Eu não sei se existe algo semelhante a Kentucky Route Zero.
Não só como um jogo de videogame. Como qualquer tipo de arte ou entretenimento no mundo.
Em sua forma mais básica, ele é um adventure point-and-click, que também traz elementos de games primordiais como Zork. Mas ao seguir sua jornada e atravessar as várias estradas e caminhos - seja no mundo “real” ou no estranho mundo dentro da rodovia Zero -, os desenvolvedores da Cardboard Computer tentam formas cada vez mais diferentes e experimentais, que vão desde uma peça de teatro até uma linha de telefone dentro do próprio mundo.
É possível identificar uma densidade enorme, e influências e referências de Samuel Beckett e Arthur Miller até a Sierra Games. Ao mesmo tempo, esta bagagem cultural não é estritamente necessária para entender e se identificar com a história do motorista Conway e o grupo que forma pelo caminho, pessoas perdidas e engolidas por endividamento, demônios pessoais, e buscas por novos sentidos após o colapso do Sonho Americano.
Há um lirismo e poesia intensos, ao mesmo tempo em que conta com um realismo cruel e melancólico, que me fazem lembrar dos livros de John Steinbeck situados na Grande Depressão.

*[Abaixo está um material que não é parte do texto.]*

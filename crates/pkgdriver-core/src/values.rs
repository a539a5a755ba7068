//! Values handling with deep merge support

use serde::{Deserialize, Serialize};
use serde_json::Value as JsonValue;
use std::path::Path;

use crate::error::{CoreError, Result};

/// Key injected by the registry authenticator to reference pull secrets
pub const IMAGE_PULL_SECRETS_KEY: &str = "imagePullSecrets";

/// Configuration values tree
///
/// Equality is structural: two `Values` are equal when their trees are deeply
/// equal, regardless of the order in which mapping keys were inserted.
#[derive(Debug, Clone, Default, PartialEq, Serialize, Deserialize)]
#[serde(transparent)]
pub struct Values(pub JsonValue);

impl Values {
    /// Create empty values
    pub fn new() -> Self {
        Self(JsonValue::Object(serde_json::Map::new()))
    }

    /// Load values from a YAML file
    pub fn from_file<P: AsRef<Path>>(path: P) -> Result<Self> {
        let content = std::fs::read_to_string(path.as_ref())?;
        Self::from_yaml(&content)
    }

    /// Parse values from YAML string
    ///
    /// An empty document yields empty values rather than `null`.
    pub fn from_yaml(yaml: &str) -> Result<Self> {
        let value: JsonValue = serde_yaml::from_str(yaml)?;
        Ok(Self::from(value))
    }

    /// Parse values from JSON string
    pub fn from_json(json: &str) -> Result<Self> {
        let value: JsonValue = serde_json::from_str(json)?;
        Ok(Self::from(value))
    }

    /// Deep merge another Values into this one
    ///
    /// Rules:
    /// - Scalars: overlay replaces base
    /// - Objects: recursive merge
    /// - Arrays: overlay replaces base (not appended)
    pub fn merge(&mut self, overlay: &Values) {
        deep_merge(&mut self.0, &overlay.0);
    }

    /// Replace top-level keys with the ones from `overlay`
    ///
    /// Unlike [`Values::merge`], nested objects are not merged: each key of the
    /// overlay wins outright.
    pub fn overlay(&mut self, overlay: &Values) {
        let JsonValue::Object(source) = &overlay.0 else {
            return;
        };
        for (key, value) in source {
            self.insert(key.clone(), value.clone());
        }
    }

    /// Set a value by dotted path (e.g., "image.tag")
    pub fn set(&mut self, path: &str, value: JsonValue) -> Result<()> {
        let parts: Vec<&str> = path.split('.').collect();
        if parts.iter().any(|p| p.is_empty()) {
            return Err(CoreError::ValuesMerge {
                message: format!("invalid value path '{}'", path),
            });
        }
        set_nested(&mut self.0, &parts, value);
        Ok(())
    }

    /// Get a value by dotted path
    pub fn get(&self, path: &str) -> Option<&JsonValue> {
        let parts: Vec<&str> = path.split('.').collect();
        get_nested(&self.0, &parts)
    }

    /// Get a top-level key without path splitting
    pub fn get_key(&self, key: &str) -> Option<&JsonValue> {
        self.0.as_object().and_then(|map| map.get(key))
    }

    /// Check whether a top-level key is present
    pub fn contains_key(&self, key: &str) -> bool {
        self.get_key(key).is_some()
    }

    /// Insert a top-level key
    pub fn insert(&mut self, key: impl Into<String>, value: JsonValue) {
        match &mut self.0 {
            JsonValue::Object(map) => {
                map.insert(key.into(), value);
            }
            root => {
                let mut map = serde_json::Map::new();
                map.insert(key.into(), value);
                *root = JsonValue::Object(map);
            }
        }
    }

    /// Get the inner JSON value
    pub fn inner(&self) -> &JsonValue {
        &self.0
    }

    /// Convert to JSON value
    pub fn into_inner(self) -> JsonValue {
        self.0
    }

    /// Check if values are empty
    pub fn is_empty(&self) -> bool {
        match &self.0 {
            JsonValue::Object(map) => map.is_empty(),
            JsonValue::Null => true,
            _ => false,
        }
    }

    /// Render as YAML (used for display and diffing)
    pub fn to_yaml(&self) -> Result<String> {
        Ok(serde_yaml::to_string(&self.0)?)
    }
}

impl From<JsonValue> for Values {
    fn from(value: JsonValue) -> Self {
        match value {
            JsonValue::Null => Self::new(),
            other => Self(other),
        }
    }
}

/// Deep merge two JSON values
fn deep_merge(base: &mut JsonValue, overlay: &JsonValue) {
    match (base, overlay) {
        (JsonValue::Object(base_map), JsonValue::Object(overlay_map)) => {
            for (key, overlay_value) in overlay_map {
                match base_map.get_mut(key) {
                    Some(base_value) => deep_merge(base_value, overlay_value),
                    None => {
                        base_map.insert(key.clone(), overlay_value.clone());
                    }
                }
            }
        }
        (base, overlay) => {
            *base = overlay.clone();
        }
    }
}

/// Set a nested value by path
fn set_nested(value: &mut JsonValue, path: &[&str], new_value: JsonValue) {
    let Some((key, remaining)) = path.split_first() else {
        *value = new_value;
        return;
    };

    if !value.is_object() {
        *value = JsonValue::Object(serde_json::Map::new());
    }

    if let JsonValue::Object(map) = value {
        let entry = map
            .entry(key.to_string())
            .or_insert_with(|| JsonValue::Object(serde_json::Map::new()));
        set_nested(entry, remaining, new_value);
    }
}

/// Get a nested value by path
fn get_nested<'a>(value: &'a JsonValue, path: &[&str]) -> Option<&'a JsonValue> {
    let Some((key, remaining)) = path.split_first() else {
        return Some(value);
    };

    match value {
        JsonValue::Object(map) => map.get(*key).and_then(|v| get_nested(v, remaining)),
        _ => None,
    }
}

/// Parse --set arguments (key=value format)
pub fn parse_set_values(set_args: &[String]) -> Result<Values> {
    let mut values = Values::new();

    for arg in set_args {
        let (key, val) = arg.split_once('=').ok_or_else(|| CoreError::ValuesMerge {
            message: format!("Invalid --set format: '{}'. Expected key=value", arg),
        })?;

        let json_value = if val == "true" {
            JsonValue::Bool(true)
        } else if val == "false" {
            JsonValue::Bool(false)
        } else if val == "null" {
            JsonValue::Null
        } else if let Ok(num) = val.parse::<i64>() {
            JsonValue::Number(num.into())
        } else if let Some(num) = val
            .parse::<f64>()
            .ok()
            .and_then(serde_json::Number::from_f64)
        {
            JsonValue::Number(num)
        } else if val.starts_with('[') || val.starts_with('{') {
            serde_json::from_str(val).unwrap_or_else(|_| JsonValue::String(val.to_string()))
        } else {
            JsonValue::String(val.to_string())
        };

        values.set(key, json_value)?;
    }

    Ok(values)
}

#[cfg(test)]
mod tests {
    use super::*;
    use serde_json::json;

    #[test]
    fn test_deep_merge() {
        let mut base = Values::from_yaml(
            r#"
image:
  repository: nginx
  tag: "1.0"
replicas: 1
"#,
        )
        .unwrap();

        let overlay = Values::from_yaml(
            r#"
image:
  tag: "2.0"
  pullPolicy: Always
replicas: 3
"#,
        )
        .unwrap();

        base.merge(&overlay);

        assert_eq!(base.get("image.repository").unwrap(), "nginx");
        assert_eq!(base.get("image.tag").unwrap(), "2.0");
        assert_eq!(base.get("image.pullPolicy").unwrap(), "Always");
        assert_eq!(base.get("replicas").unwrap(), 3);
    }

    #[test]
    fn test_overlay_replaces_whole_keys() {
        let mut values = Values(json!({"image": {"tag": "1.0", "repository": "nginx"}, "replicas": 1}));
        let auth = Values(json!({"image": {"tag": "2.0"}, "imagePullSecrets": [{"name": "creds"}]}));

        values.overlay(&auth);

        assert_eq!(values.get("image.tag").unwrap(), "2.0");
        assert!(values.get("image.repository").is_none());
        assert_eq!(values.get("replicas").unwrap(), 1);
        assert!(values.contains_key(IMAGE_PULL_SECRETS_KEY));
    }

    #[test]
    fn test_structural_equality_ignores_key_order() {
        let a = Values::from_json(r#"{"replicas": 3, "image": {"tag": "v1", "repo": "x"}}"#).unwrap();
        let b = Values::from_json(r#"{"image": {"repo": "x", "tag": "v1"}, "replicas": 3}"#).unwrap();
        let c = Values::from_json(r#"{"image": {"repo": "x", "tag": "v2"}, "replicas": 3}"#).unwrap();

        assert_eq!(a, b);
        assert_ne!(a, c);
    }

    #[test]
    fn test_empty_yaml_is_empty_object() {
        let values = Values::from_yaml("").unwrap();
        assert!(values.is_empty());
        assert_eq!(values, Values::new());
    }

    #[test]
    fn test_set_nested() {
        let mut values = Values::new();
        values.set("image.tag", JsonValue::String("v1".into())).unwrap();
        values.set("replicas", JsonValue::Number(3.into())).unwrap();

        assert_eq!(values.get("image.tag").unwrap(), "v1");
        assert_eq!(values.get("replicas").unwrap(), 3);
    }

    #[test]
    fn test_set_rejects_empty_segment() {
        let mut values = Values::new();
        assert!(values.set("image..tag", JsonValue::Null).is_err());
    }

    #[test]
    fn test_get_key_does_not_split() {
        let values = Values(json!({"a.b": 1, "a": {"b": 2}}));
        assert_eq!(values.get_key("a.b").unwrap(), 1);
        assert_eq!(values.get("a.b").unwrap(), 2);
    }

    #[test]
    fn test_parse_set_values() {
        let args = vec![
            "image.tag=v2".to_string(),
            "replicas=5".to_string(),
            "debug=true".to_string(),
            "ratio=0.5".to_string(),
        ];

        let values = parse_set_values(&args).unwrap();

        assert_eq!(values.get("image.tag").unwrap(), "v2");
        assert_eq!(values.get("replicas").unwrap(), 5);
        assert_eq!(values.get("debug").unwrap(), true);
        assert_eq!(values.get("ratio").unwrap(), 0.5);
    }

    #[test]
    fn test_parse_set_values_invalid() {
        let err = parse_set_values(&["novalue".to_string()]).unwrap_err();
        assert!(err.to_string().contains("Expected key=value"));
    }
}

De muitas formas ele é mais (e menos) do que um videogame tradicional, e eu deixei de parar de pensar nele enquanto nosso mundo entrava cada vez mais em colapso.
Kentucky Route Zero está sendo lançado desde 2013 de forma episódica, e mesmo incompleto já inspirou alguns jogos que aprecio como Night in the Woods e (o MVP) Disco Elysium.
Agora que chegou ao fim em 2020, espero que mais desenvolvedores o utilizem como base para outras diversas criações.